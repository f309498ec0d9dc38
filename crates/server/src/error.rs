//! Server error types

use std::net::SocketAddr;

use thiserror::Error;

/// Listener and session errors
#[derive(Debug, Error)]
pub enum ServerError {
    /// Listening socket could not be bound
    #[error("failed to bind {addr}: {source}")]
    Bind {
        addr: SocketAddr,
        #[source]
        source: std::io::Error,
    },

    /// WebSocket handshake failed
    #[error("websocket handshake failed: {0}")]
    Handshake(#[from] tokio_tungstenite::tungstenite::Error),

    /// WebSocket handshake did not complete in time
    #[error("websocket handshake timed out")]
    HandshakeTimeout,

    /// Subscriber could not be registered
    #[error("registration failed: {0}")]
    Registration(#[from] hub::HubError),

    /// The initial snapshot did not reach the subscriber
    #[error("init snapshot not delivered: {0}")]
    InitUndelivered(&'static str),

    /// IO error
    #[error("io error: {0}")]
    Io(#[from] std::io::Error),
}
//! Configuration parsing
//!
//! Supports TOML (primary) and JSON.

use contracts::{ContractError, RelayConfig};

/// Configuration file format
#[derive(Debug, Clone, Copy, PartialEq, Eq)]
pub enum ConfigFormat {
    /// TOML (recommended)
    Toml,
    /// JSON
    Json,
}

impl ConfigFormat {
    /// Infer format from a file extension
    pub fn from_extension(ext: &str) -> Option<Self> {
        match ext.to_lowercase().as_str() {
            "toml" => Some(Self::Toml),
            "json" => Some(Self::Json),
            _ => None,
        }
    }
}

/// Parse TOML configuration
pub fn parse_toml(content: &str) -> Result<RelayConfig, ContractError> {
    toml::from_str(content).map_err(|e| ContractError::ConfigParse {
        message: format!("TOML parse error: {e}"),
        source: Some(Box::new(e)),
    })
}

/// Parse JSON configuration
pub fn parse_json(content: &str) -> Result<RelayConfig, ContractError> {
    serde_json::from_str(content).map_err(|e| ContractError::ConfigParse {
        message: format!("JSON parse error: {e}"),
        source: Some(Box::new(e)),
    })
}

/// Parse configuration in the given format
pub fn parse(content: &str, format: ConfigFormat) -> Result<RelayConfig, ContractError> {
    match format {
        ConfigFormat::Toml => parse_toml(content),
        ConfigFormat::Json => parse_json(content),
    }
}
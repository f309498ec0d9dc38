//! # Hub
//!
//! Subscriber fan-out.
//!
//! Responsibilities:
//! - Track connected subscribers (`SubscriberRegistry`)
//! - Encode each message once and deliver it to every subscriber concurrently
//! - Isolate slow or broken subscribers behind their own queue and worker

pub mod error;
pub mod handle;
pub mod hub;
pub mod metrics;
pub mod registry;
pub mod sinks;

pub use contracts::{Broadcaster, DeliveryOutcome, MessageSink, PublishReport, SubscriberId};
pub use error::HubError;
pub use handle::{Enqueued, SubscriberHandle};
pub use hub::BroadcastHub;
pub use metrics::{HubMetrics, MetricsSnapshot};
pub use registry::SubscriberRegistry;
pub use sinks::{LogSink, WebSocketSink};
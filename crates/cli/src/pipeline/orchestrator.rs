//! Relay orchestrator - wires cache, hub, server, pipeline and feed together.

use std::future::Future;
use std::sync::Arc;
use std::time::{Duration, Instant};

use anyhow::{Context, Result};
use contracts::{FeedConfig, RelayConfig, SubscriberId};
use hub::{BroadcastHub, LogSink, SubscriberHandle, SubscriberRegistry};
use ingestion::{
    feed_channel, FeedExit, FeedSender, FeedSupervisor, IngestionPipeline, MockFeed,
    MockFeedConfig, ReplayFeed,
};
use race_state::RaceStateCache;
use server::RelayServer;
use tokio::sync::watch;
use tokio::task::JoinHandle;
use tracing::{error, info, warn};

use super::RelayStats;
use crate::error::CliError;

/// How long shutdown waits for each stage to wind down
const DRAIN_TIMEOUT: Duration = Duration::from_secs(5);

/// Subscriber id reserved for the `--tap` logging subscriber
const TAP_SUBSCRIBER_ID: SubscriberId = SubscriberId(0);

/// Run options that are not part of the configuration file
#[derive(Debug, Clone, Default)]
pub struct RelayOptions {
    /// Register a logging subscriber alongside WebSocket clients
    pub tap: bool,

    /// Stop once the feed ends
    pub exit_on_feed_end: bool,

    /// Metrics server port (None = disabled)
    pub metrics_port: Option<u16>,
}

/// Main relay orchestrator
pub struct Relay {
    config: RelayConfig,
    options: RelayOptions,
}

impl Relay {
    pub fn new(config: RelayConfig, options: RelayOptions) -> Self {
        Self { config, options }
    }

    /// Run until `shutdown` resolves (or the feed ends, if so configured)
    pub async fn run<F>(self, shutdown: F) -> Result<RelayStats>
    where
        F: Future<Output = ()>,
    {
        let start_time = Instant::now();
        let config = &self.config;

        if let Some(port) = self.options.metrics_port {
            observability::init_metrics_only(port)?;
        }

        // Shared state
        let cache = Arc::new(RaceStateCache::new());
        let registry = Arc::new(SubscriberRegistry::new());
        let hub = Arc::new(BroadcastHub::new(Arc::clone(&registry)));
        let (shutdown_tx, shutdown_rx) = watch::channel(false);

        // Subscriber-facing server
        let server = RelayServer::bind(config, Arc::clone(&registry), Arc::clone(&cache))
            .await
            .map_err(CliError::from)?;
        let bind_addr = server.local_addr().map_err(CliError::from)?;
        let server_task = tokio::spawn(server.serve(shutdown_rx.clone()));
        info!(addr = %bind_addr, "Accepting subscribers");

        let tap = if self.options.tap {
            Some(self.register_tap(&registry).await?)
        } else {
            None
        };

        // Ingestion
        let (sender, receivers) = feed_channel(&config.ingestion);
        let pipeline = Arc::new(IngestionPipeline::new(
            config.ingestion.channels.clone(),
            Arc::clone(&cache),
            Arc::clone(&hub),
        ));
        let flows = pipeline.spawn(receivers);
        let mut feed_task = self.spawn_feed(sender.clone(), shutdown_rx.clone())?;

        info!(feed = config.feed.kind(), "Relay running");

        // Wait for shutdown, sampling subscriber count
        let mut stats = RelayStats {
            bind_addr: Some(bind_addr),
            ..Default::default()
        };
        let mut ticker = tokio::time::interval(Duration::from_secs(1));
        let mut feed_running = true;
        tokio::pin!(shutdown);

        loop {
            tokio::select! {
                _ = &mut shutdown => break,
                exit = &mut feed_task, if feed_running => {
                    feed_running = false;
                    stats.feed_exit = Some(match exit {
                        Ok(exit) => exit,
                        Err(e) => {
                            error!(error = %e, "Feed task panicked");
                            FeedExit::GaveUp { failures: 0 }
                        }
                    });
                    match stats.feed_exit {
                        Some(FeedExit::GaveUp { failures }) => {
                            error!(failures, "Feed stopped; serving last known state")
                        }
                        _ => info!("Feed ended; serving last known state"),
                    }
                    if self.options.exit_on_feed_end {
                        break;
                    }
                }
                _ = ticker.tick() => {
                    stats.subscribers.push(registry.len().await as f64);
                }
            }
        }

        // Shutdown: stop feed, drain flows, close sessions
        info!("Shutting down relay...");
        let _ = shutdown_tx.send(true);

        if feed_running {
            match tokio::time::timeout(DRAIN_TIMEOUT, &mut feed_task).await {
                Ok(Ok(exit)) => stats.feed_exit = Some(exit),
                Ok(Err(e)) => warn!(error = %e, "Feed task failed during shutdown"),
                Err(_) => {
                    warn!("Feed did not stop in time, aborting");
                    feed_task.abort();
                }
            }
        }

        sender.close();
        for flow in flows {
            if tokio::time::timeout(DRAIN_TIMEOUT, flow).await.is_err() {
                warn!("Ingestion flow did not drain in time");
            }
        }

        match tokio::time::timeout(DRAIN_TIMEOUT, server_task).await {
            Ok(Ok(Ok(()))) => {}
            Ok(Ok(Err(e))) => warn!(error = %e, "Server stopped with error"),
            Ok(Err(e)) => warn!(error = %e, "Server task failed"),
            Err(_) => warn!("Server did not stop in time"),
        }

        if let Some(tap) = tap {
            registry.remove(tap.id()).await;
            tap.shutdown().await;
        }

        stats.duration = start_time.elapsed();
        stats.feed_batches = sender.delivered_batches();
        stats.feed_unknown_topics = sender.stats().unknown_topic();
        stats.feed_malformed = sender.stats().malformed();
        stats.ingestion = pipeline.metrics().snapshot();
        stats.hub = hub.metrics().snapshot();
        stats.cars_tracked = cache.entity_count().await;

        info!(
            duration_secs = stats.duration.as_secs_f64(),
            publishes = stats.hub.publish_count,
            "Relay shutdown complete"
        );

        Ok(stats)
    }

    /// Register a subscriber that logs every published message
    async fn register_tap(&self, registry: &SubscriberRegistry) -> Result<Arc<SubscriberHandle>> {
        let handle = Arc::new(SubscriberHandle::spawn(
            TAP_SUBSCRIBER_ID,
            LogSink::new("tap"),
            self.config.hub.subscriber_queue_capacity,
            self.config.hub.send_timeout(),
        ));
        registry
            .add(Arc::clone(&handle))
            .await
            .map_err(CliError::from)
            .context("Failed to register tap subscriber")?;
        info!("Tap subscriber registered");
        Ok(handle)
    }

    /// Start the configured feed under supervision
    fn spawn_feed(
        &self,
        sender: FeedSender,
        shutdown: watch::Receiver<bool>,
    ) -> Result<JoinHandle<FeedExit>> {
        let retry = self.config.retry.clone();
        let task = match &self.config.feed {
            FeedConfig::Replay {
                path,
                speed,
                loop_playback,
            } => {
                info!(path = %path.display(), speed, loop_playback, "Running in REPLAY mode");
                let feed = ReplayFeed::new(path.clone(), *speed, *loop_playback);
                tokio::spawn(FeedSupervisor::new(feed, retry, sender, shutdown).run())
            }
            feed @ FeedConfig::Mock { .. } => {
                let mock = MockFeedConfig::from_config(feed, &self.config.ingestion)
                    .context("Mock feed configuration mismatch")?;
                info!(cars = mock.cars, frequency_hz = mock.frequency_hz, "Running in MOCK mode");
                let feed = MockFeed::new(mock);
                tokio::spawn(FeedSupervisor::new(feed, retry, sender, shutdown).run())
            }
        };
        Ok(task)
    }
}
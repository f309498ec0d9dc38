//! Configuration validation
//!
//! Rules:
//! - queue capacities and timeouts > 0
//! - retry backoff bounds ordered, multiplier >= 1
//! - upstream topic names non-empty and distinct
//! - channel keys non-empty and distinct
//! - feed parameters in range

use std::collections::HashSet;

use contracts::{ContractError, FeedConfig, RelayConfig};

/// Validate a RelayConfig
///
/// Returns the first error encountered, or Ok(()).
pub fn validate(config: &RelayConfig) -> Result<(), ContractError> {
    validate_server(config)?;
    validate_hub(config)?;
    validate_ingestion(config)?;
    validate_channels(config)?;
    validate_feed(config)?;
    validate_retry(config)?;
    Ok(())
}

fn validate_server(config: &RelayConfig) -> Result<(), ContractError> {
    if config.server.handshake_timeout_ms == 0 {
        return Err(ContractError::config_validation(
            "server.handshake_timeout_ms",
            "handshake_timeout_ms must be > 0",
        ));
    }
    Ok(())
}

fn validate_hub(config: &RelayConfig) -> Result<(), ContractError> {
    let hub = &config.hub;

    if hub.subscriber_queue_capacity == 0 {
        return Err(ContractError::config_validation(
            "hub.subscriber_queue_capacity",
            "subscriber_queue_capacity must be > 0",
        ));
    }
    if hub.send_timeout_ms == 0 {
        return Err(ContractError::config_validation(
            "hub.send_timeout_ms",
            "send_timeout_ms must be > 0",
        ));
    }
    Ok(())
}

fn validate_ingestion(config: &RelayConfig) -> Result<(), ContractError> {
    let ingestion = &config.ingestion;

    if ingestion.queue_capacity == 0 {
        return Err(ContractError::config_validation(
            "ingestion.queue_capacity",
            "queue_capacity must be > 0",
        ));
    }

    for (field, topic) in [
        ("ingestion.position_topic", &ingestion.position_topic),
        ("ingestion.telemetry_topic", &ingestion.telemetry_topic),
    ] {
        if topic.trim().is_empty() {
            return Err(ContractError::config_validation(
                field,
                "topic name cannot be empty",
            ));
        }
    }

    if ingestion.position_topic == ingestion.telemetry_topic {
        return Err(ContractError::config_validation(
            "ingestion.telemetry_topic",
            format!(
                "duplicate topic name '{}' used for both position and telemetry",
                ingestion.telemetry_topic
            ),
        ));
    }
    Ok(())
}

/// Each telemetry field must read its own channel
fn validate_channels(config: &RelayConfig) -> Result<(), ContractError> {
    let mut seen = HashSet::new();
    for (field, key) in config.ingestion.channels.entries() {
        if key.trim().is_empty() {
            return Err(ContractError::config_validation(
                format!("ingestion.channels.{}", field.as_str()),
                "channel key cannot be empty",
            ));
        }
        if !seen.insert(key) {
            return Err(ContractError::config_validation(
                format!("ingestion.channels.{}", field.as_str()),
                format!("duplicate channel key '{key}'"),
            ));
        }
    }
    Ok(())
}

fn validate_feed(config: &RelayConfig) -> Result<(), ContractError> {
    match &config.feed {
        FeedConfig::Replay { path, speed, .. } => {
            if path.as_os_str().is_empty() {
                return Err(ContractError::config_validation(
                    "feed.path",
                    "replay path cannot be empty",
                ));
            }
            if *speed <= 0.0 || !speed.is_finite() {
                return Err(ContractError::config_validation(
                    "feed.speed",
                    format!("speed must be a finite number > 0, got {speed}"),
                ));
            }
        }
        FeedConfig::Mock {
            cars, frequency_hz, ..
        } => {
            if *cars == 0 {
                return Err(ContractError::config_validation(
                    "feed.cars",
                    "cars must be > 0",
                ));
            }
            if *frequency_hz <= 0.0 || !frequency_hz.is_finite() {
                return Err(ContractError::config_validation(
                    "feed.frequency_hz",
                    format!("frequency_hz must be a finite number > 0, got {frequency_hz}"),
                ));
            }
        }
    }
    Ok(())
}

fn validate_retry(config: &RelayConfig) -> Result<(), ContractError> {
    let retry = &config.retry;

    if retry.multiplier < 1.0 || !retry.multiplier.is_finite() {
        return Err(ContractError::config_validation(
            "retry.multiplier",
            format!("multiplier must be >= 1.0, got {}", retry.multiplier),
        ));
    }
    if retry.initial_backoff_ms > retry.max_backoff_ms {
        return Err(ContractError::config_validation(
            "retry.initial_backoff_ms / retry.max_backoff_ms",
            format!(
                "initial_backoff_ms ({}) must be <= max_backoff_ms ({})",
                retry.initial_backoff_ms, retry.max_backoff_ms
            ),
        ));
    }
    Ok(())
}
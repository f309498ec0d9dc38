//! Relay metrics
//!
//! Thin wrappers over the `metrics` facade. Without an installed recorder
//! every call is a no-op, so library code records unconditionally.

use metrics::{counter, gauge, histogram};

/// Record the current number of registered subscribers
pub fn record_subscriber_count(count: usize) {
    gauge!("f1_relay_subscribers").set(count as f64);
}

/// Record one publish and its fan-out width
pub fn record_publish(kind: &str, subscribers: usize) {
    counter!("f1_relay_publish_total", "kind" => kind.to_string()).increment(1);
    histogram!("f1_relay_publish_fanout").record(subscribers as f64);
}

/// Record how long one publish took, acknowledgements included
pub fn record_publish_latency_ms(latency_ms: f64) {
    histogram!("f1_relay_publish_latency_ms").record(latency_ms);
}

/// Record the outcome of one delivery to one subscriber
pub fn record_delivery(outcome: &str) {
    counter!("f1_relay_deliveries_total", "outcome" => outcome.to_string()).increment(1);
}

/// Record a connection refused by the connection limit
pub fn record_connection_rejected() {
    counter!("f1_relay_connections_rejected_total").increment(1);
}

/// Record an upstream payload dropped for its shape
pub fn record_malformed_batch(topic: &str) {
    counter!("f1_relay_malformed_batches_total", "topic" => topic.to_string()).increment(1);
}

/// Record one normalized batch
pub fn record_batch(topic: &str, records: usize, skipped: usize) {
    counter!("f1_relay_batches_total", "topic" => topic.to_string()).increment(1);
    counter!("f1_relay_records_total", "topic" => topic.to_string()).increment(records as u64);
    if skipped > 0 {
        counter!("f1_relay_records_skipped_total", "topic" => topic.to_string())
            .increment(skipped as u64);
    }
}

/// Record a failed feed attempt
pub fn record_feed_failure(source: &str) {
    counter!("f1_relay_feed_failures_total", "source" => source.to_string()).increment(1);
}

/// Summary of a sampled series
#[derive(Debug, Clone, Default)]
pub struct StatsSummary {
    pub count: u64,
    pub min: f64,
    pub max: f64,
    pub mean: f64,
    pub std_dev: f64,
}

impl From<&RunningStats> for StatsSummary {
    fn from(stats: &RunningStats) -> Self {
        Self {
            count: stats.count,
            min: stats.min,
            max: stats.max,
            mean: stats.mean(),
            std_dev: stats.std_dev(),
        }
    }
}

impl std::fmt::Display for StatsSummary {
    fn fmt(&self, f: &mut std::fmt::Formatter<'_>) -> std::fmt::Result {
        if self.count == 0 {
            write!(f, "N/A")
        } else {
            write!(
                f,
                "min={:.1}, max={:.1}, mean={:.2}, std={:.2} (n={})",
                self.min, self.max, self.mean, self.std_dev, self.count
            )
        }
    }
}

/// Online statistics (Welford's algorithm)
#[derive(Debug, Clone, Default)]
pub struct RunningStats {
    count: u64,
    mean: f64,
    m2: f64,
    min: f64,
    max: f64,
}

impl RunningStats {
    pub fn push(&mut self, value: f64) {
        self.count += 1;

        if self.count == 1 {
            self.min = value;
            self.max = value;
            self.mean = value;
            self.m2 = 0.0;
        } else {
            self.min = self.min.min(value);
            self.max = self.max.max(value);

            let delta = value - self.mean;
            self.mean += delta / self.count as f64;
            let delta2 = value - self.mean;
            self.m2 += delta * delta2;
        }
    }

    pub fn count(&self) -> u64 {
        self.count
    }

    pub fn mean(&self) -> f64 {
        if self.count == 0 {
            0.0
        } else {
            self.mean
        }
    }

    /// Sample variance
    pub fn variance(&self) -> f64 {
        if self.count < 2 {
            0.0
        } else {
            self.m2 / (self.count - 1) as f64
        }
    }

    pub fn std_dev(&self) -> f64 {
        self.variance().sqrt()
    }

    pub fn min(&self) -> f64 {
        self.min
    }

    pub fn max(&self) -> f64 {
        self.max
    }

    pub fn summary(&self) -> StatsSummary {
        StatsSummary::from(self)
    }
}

------------------------------------------------

### PROBLEM STATEMENT
In the data above, find each line that uses the string "upstream". Copy it.

### EXPECTED ANSWER
//! - upstream topic names non-empty and distinct
/// Record an upstream payload dropped for its shape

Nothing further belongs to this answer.